*** Input Section Begins ***
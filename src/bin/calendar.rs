//! Solve the calendar puzzle for a date and print the tilings.

use anyhow::{Context as _, Result};
use clap::Parser;
use log::{LevelFilter, debug, info};

use algox::puzzle::{Board, Month, calendar};

#[derive(Debug, Parser)]
#[command(version, about = "Solve the puzzle-a-day calendar for a date")]
struct Args {
    /// Month to leave uncovered: a name, a three letter abbreviation, or 1-12.
    month: Month,

    /// Day of the month to leave uncovered.
    #[arg(value_parser = clap::value_parser!(u32).range(1..=31))]
    day: u32,

    /// Print at most this many solutions.
    #[arg(short, long, default_value_t = 1)]
    limit: usize,

    /// Only print the number of solutions.
    #[arg(short, long)]
    count: bool,

    /// More logging; repeat for more detail.
    #[arg(short, long, action = clap::ArgAction::Count)]
    verbose: u8,
}

fn main() -> Result<()> {
    let args = Args::parse();

    let mut logger = env_logger::Builder::from_default_env();
    match args.verbose {
        0 => {}
        1 => {
            logger.filter_level(LevelFilter::Debug);
        }
        _ => {
            logger.filter_level(LevelFilter::Trace);
        }
    }
    logger.init();

    let pieces = calendar::pieces();
    let board = Board::calendar(args.month, args.day)
        .with_context(|| format!("Setting up {} {}", args.month, args.day))?;
    let mut problem = board
        .problem(&pieces)
        .context("Building the coverage tables")?;
    info!(
        "{} {}: {} columns, {} placements",
        args.month,
        args.day,
        problem.column_count(),
        problem.row_count()
    );

    let mut solutions = problem.solutions();
    if args.count {
        let count = solutions.by_ref().count();
        println!("{count}");
    } else {
        for (i, solution) in solutions.by_ref().take(args.limit).enumerate() {
            if i > 0 {
                println!();
            }
            let tiling = board
                .tiling(&pieces, &solution)
                .context("Drawing a solution")?;
            println!("{tiling}");
        }
    }
    debug!("{:?}", solutions.stats());
    Ok(())
}
use std::collections::BTreeSet;
use std::iter::FusedIterator;

use log::{debug, trace};

use crate::table::{Constraints, Options, Problem};

/// Everything one `select` took out of the constraints table: each
/// covered column with the candidate rows it had at removal time, in
/// removal order.  `deselect` replays it backwards.
#[derive(Debug)]
pub(crate) struct Undo<C, R> {
    removed: Vec<(C, BTreeSet<R>)>,
}

/// Counters describing the work a [`Solutions`] iterator has done so far.
#[derive(Debug, Clone, Copy, Default, PartialEq, Eq)]
pub struct Stats {
    /// Rows selected (search tree nodes below the root).
    pub nodes: usize,
    /// Columns found with no candidate rows left.
    pub dead_ends: usize,
    /// Solutions handed back to the caller.
    pub solutions: usize,
}

// One level of the depth-first search: a snapshot of the chosen
// column's candidates taken on entry, and the undo record of the
// candidate currently selected (if any).
struct Frame<C, R> {
    candidates: Vec<R>,
    next: usize,
    undo: Option<Undo<C, R>>,
}

/// An iterator yielding solutions to an exact cover problem.  This is
/// typically created by [`solve()`].
///
/// The iterator holds the problem's constraints table mutably borrowed
/// and edits it in place while searching.  Once the iterator returns
/// `None`, or is dropped part-way through, the table is back in its
/// original state.
pub struct Solutions<'a, C, R>
where
    C: Ord + Clone,
    R: Ord + Clone,
{
    constraints: &'a mut Constraints<C, R>,
    options: &'a Options<R, C>,
    frames: Vec<Frame<C, R>>,
    solution: Vec<R>,
    started: bool,
    finished: bool,
    stats: Stats,
}

/// Finds the uncovered column with the fewest candidate rows, if any
/// column is uncovered.  Ties go to the lowest column.
fn find_min_candidates_column<C, R>(constraints: &Constraints<C, R>) -> Option<&BTreeSet<R>> {
    let mut best: Option<&BTreeSet<R>> = None;
    for candidates in constraints.values() {
        if best.is_none_or(|b| candidates.len() < b.len()) {
            best = Some(candidates);
            if candidates.is_empty() {
                break;
            }
        }
    }
    best
}

/// Covers every column of `row`, and strikes each row that shares one
/// of those columns from all of its other columns, since such rows now
/// conflict with the partial solution.
///
/// A covered column leaves the table together with its candidate set;
/// the set itself is kept intact in the returned [`Undo`] record, which
/// is all `deselect` needs to put things back.
pub(crate) fn select<C, R>(
    constraints: &mut Constraints<C, R>,
    options: &Options<R, C>,
    row: &R,
) -> Undo<C, R>
where
    C: Ord + Clone,
    R: Ord + Clone,
{
    let columns = &options[row];
    let mut removed = Vec::with_capacity(columns.len());
    for covered in columns {
        let Some(candidates) = constraints.remove(covered) else {
            continue;
        };
        for conflicting in &candidates {
            for other in &options[conflicting] {
                if other == covered {
                    continue;
                }
                if let Some(others) = constraints.get_mut(other) {
                    others.remove(conflicting);
                }
            }
        }
        removed.push((covered.clone(), candidates));
    }
    Undo { removed }
}

/// Exact inverse of [`select`]: must run in the reverse order of the
/// removals, since a later removal was made with the earlier columns
/// already gone.
pub(crate) fn deselect<C, R>(
    constraints: &mut Constraints<C, R>,
    options: &Options<R, C>,
    undo: Undo<C, R>,
) where
    C: Ord + Clone,
    R: Ord + Clone,
{
    for (covered, candidates) in undo.removed.into_iter().rev() {
        for conflicting in &candidates {
            for other in &options[conflicting] {
                if other == &covered {
                    continue;
                }
                if let Some(others) = constraints.get_mut(other) {
                    others.insert(conflicting.clone());
                }
            }
        }
        constraints.insert(covered, candidates);
    }
}
//! Contracts with the configuration store and the external job system

mod http;

pub use http::HttpJobStore;

use crate::config::RepoConfig;
use crate::error::Result;
use async_trait::async_trait;
use serde::{Deserialize, Serialize};
use std::fmt;

/// Read access to repository configuration objects
#[async_trait]
pub trait ConfigStore: Send + Sync {
    /// List every repository configuration
    async fn list(&self) -> Result<Vec<RepoConfig>>;

    /// Fetch one configuration; `Error::ConfigNotFound` when it is gone
    async fn get(&self, namespace: &str, name: &str) -> Result<RepoConfig>;
}

/// External job system that runs retest jobs
#[async_trait]
pub trait JobStore: Send + Sync {
    /// Create a job and return its reference
    async fn create(&self, request: &JobRequest) -> Result<JobRef>;

    /// Poll the job's state; `Error::JobNotFound` when it is gone
    async fn state(&self, job: &JobRef) -> Result<JobState>;
}

/// Reference to a created job
#[derive(Debug, Clone, Serialize, Deserialize, PartialEq, Eq)]
pub struct JobRef {
    /// Job namespace
    pub namespace: String,
    /// Job name
    pub name: String,
}

impl fmt::Display for JobRef {
    fn fmt(&self, f: &mut fmt::Formatter<'_>) -> fmt::Result {
        write!(f, "{}/{}", self.namespace, self.name)
    }
}

/// Job lifecycle state
#[derive(Debug, Clone, PartialEq, Eq)]
pub enum JobState {
    /// Queued
    Pending,
    /// Executing
    Running,
    /// Every job passed
    Completed,
    /// At least one job failed
    Failed,
    /// Any state this engine does not act on
    Other(String),
}

impl JobState {
    /// Parse the job system's state string (case-insensitive)
    pub fn parse(state: &str) -> Self {
        match state.to_ascii_lowercase().as_str() {
            "pending" => Self::Pending,
            "running" => Self::Running,
            "completed" => Self::Completed,
            "failed" => Self::Failed,
            _ => Self::Other(state.to_string()),
        }
    }
}

/// Sender recorded on a job
#[derive(Debug, Clone, Default, Serialize, Deserialize, PartialEq, Eq)]
pub struct JobSender {
    /// Name
    pub name: String,
    /// Email
    pub email: String,
}

/// Base ref a job tests against
#[derive(Debug, Clone, Default, Serialize, Deserialize, PartialEq, Eq)]
pub struct JobBase {
    /// Branch ref
    #[serde(rename = "ref")]
    pub reference: String,
    /// Branch tip at job creation
    pub sha: String,
}

/// A pull request merged into the job's checkout
#[derive(Debug, Clone, Default, Serialize, Deserialize, PartialEq, Eq)]
pub struct JobPull {
    /// PR id
    pub id: u64,
    /// Head ref
    #[serde(rename = "ref")]
    pub reference: String,
    /// Head sha
    pub sha: String,
    /// Web link
    pub link: String,
    /// Author login
    pub author: String,
}

/// Request to create a retest job
#[derive(Debug, Clone, Default, Serialize, Deserialize, PartialEq, Eq)]
pub struct JobRequest {
    /// Job name
    pub name: String,
    /// Job namespace (the configuration's namespace)
    pub namespace: String,
    /// Owning configuration name
    pub config_name: String,
    /// Pre-submit job names to run
    pub jobs: Vec<String>,
    /// `owner/repo`
    pub repository: String,
    /// Sender
    pub sender: JobSender,
    /// Base branch and tip
    pub base: JobBase,
    /// Pull requests under test, in priority order
    pub pulls: Vec<JobPull>,
}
*** Input Section Ends ***
◆ How to complete this task
Your answer must consist only of the lines from the start of the records above through the line with "#[arg(short, long, default_value_t = 1)]", each retyped exactly.

◆ The answer
filename src/bin/calendar.rs
//! Solve the calendar puzzle for a date and print the tilings.

use anyhow::{Context as _, Result};
use clap::Parser;
use log::{LevelFilter, debug, info};

use algox::puzzle::{Board, Month, calendar};

#[derive(Debug, Parser)]
#[command(version, about = "Solve the puzzle-a-day calendar for a date")]
struct Args {
    /// Month to leave uncovered: a name, a three letter abbreviation, or 1-12.
    month: Month,

    /// Day of the month to leave uncovered.
    #[arg(value_parser = clap::value_parser!(u32).range(1..=31))]
    day: u32,

    /// Print at most this many solutions.
    #[arg(short, long, default_value_t = 1)]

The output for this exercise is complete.